*Exercise details*
Your answer should be every line with the word "LargeObjects", copied from the data below.

*Material to process*
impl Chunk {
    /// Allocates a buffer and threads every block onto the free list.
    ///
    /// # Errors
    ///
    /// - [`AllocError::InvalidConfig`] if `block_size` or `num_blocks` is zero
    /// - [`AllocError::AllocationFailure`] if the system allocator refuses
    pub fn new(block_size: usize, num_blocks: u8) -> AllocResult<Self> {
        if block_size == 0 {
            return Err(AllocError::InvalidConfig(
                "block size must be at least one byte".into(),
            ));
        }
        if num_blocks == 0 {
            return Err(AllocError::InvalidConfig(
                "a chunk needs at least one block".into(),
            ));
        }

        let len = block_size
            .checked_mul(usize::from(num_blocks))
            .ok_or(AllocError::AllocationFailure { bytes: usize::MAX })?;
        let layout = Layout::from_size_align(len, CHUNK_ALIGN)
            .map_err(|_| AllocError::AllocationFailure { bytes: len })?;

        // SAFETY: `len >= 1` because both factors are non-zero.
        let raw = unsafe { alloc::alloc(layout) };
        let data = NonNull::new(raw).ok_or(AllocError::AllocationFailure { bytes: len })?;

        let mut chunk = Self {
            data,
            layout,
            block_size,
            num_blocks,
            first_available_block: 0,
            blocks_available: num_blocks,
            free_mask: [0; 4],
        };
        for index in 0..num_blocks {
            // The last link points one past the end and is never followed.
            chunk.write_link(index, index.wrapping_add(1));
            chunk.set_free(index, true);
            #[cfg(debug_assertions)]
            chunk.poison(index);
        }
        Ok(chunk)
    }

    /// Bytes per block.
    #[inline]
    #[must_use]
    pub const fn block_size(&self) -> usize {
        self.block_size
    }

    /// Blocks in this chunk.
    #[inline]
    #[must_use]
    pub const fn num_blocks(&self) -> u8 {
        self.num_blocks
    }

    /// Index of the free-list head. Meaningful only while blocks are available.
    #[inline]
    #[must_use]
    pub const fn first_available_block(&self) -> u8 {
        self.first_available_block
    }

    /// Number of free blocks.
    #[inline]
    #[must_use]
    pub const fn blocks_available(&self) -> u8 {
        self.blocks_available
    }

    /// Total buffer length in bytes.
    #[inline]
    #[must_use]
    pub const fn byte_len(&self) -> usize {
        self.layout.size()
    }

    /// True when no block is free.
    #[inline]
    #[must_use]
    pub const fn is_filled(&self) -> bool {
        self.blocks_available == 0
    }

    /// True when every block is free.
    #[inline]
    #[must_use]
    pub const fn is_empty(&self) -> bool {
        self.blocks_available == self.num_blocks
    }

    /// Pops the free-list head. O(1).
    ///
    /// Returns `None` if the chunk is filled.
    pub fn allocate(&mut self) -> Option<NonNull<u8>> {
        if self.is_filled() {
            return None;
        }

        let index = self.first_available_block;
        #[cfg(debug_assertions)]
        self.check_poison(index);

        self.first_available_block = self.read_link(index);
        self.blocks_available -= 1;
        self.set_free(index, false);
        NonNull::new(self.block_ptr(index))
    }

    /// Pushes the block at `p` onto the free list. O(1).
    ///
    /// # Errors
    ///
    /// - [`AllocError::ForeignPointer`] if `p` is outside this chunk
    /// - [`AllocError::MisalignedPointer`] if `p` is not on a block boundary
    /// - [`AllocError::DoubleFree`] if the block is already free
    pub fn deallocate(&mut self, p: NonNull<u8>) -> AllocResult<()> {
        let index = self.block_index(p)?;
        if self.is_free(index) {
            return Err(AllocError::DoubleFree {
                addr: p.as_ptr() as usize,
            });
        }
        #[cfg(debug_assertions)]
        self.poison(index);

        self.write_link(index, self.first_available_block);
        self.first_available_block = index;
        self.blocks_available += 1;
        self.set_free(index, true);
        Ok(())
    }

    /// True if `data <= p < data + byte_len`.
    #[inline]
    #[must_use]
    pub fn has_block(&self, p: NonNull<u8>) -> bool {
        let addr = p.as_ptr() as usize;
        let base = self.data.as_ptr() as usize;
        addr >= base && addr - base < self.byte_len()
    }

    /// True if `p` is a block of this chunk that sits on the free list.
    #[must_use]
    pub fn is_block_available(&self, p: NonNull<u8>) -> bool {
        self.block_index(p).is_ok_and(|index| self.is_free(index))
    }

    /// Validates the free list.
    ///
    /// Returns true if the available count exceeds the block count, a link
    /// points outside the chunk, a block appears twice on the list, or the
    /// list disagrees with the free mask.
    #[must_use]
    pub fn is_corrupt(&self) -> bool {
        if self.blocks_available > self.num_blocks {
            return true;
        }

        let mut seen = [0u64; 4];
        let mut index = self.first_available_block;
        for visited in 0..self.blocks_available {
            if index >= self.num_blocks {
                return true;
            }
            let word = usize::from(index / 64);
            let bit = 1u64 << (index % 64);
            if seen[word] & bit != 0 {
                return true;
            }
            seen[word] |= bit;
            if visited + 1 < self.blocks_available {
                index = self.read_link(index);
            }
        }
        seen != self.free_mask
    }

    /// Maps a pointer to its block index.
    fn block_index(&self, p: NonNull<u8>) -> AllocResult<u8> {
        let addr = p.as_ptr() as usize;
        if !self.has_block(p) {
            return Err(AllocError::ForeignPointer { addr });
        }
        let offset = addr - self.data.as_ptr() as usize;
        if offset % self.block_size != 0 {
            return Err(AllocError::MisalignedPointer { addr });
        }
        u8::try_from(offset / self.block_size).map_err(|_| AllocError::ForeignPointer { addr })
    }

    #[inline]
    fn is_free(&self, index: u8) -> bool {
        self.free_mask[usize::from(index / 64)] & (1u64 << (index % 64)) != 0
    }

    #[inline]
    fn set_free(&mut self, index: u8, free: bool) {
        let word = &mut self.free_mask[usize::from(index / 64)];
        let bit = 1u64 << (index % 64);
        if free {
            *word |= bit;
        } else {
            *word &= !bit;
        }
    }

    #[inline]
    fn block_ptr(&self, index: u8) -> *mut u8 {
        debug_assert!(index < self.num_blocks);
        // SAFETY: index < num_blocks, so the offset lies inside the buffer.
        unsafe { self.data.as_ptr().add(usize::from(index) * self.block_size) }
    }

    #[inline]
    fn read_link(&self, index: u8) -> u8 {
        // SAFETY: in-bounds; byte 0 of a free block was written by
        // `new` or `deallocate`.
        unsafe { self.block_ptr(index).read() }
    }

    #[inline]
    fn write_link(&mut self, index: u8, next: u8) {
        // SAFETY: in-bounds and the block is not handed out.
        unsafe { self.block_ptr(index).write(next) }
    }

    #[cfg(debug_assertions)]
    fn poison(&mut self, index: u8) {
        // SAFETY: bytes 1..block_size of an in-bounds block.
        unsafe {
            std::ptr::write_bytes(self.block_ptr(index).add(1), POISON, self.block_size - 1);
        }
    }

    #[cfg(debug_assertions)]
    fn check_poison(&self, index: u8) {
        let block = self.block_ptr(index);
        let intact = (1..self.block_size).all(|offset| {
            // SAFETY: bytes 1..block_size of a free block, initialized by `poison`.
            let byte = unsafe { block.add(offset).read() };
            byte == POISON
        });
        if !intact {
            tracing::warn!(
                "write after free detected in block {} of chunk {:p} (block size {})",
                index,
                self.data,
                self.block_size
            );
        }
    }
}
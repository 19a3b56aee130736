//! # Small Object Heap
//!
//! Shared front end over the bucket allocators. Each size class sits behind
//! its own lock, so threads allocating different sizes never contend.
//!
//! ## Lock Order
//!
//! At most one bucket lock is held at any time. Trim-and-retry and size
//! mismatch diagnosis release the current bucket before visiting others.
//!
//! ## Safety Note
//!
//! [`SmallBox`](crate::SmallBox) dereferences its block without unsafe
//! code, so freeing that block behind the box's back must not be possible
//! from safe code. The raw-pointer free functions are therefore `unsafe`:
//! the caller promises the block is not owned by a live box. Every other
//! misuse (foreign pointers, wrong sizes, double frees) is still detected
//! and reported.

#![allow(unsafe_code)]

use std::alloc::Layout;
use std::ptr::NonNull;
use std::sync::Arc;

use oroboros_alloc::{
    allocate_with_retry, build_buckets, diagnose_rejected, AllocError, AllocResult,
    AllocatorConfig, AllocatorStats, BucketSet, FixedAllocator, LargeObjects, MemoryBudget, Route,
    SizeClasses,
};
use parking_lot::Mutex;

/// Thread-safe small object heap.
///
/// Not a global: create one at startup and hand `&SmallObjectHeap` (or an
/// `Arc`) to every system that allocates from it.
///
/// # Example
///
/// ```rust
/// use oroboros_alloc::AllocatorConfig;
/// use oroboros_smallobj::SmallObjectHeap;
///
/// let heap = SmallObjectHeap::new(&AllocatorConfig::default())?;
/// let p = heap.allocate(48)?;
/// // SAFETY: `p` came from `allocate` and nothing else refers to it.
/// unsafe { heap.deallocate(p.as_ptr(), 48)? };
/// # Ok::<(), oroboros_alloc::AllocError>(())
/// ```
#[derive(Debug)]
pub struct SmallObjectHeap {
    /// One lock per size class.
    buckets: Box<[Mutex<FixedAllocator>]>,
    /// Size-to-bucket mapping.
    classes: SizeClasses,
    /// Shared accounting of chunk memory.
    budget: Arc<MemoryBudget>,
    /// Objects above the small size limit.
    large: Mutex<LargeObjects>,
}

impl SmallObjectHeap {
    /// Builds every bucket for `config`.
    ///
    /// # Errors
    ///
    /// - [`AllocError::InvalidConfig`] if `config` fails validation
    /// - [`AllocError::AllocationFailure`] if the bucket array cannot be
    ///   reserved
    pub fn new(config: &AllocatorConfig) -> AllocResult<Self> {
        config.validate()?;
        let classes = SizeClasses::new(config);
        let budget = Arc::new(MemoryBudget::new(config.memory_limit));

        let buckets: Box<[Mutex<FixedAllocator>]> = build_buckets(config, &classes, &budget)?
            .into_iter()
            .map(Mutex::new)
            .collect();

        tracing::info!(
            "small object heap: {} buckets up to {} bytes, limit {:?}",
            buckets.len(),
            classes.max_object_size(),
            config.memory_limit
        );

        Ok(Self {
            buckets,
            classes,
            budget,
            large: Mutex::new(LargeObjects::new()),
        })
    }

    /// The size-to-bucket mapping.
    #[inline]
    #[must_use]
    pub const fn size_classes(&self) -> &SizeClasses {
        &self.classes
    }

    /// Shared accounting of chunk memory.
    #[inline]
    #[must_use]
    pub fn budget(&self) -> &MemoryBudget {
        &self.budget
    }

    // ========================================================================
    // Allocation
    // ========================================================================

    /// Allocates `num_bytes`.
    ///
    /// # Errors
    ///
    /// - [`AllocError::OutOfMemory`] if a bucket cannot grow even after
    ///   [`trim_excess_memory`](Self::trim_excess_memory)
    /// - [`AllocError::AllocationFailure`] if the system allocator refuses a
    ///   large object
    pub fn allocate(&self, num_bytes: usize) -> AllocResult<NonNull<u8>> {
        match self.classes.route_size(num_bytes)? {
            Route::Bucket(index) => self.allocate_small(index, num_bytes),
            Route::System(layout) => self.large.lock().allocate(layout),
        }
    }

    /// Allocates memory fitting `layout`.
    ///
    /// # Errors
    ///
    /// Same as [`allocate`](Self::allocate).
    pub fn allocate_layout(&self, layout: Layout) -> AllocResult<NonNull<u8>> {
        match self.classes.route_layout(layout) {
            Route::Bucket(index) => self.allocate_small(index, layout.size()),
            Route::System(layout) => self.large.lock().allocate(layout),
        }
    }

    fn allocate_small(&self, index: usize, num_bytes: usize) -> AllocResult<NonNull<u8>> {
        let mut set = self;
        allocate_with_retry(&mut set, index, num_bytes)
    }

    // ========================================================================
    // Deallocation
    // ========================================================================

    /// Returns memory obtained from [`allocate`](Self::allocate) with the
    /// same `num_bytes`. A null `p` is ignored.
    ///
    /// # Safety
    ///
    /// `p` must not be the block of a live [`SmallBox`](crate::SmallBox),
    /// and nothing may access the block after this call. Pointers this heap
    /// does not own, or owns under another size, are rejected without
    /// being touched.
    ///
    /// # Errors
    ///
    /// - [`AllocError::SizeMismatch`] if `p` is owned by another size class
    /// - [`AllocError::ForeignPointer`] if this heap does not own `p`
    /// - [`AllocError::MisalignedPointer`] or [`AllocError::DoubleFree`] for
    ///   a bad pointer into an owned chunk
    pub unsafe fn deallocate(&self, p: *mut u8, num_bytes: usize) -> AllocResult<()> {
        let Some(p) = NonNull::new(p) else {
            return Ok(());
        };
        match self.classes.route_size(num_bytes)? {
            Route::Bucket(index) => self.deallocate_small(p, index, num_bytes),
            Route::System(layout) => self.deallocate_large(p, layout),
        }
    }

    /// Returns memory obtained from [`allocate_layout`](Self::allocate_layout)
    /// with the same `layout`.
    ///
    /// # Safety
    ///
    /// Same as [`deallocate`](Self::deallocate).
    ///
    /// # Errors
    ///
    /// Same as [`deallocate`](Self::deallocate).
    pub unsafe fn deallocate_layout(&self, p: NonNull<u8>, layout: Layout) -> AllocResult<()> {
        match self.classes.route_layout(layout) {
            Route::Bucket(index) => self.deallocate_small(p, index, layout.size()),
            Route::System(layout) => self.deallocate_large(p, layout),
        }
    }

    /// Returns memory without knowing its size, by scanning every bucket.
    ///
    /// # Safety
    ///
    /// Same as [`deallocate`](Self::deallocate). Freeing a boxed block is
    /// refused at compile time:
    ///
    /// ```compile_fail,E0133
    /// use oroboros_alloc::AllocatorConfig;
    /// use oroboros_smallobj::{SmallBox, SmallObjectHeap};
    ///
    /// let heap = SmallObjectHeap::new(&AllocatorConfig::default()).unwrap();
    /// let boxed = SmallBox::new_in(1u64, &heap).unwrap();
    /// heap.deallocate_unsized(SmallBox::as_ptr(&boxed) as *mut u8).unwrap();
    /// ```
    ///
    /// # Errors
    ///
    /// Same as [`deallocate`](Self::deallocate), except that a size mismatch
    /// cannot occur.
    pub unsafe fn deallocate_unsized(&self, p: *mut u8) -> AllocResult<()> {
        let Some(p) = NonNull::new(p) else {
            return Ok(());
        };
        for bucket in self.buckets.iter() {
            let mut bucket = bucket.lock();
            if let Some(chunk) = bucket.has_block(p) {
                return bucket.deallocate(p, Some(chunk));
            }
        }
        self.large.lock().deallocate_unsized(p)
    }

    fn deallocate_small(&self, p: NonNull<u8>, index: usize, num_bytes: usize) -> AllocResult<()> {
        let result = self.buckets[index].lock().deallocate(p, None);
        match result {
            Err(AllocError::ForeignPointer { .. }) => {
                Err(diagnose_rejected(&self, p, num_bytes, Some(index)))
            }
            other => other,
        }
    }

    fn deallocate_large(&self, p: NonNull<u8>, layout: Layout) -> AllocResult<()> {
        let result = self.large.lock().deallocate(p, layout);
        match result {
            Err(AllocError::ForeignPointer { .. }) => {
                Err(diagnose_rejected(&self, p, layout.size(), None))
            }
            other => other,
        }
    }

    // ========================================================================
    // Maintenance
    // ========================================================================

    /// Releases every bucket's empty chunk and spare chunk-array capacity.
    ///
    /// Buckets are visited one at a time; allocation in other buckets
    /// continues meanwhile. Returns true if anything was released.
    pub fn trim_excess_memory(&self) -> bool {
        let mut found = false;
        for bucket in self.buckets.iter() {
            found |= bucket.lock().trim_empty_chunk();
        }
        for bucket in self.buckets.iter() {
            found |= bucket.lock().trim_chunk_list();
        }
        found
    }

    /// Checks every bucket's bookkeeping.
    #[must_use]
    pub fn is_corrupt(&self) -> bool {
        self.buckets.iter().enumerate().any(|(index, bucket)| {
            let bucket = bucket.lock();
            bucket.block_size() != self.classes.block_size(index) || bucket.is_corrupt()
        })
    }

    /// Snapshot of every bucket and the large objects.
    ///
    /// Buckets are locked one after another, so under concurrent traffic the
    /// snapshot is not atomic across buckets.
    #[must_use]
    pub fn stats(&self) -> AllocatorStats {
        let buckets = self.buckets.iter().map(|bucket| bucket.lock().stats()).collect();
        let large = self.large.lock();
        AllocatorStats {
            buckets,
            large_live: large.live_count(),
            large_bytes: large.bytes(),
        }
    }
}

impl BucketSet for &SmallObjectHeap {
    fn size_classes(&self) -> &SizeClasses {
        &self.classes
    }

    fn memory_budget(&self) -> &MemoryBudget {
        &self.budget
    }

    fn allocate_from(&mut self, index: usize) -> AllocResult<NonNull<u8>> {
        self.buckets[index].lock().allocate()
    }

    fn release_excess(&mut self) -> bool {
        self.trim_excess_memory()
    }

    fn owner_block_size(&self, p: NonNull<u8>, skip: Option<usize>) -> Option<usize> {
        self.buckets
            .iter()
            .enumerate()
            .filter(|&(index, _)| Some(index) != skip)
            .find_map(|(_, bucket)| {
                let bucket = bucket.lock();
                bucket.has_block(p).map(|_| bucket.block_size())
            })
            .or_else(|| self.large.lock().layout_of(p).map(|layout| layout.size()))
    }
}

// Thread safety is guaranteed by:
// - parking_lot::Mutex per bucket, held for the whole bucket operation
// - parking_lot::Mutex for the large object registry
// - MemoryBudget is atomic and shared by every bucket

*Answer to the problem*
    AllocatorConfig, AllocatorStats, BucketSet, FixedAllocator, LargeObjects, MemoryBudget, Route,
    large: Mutex<LargeObjects>,
            large: Mutex::new(LargeObjects::new()),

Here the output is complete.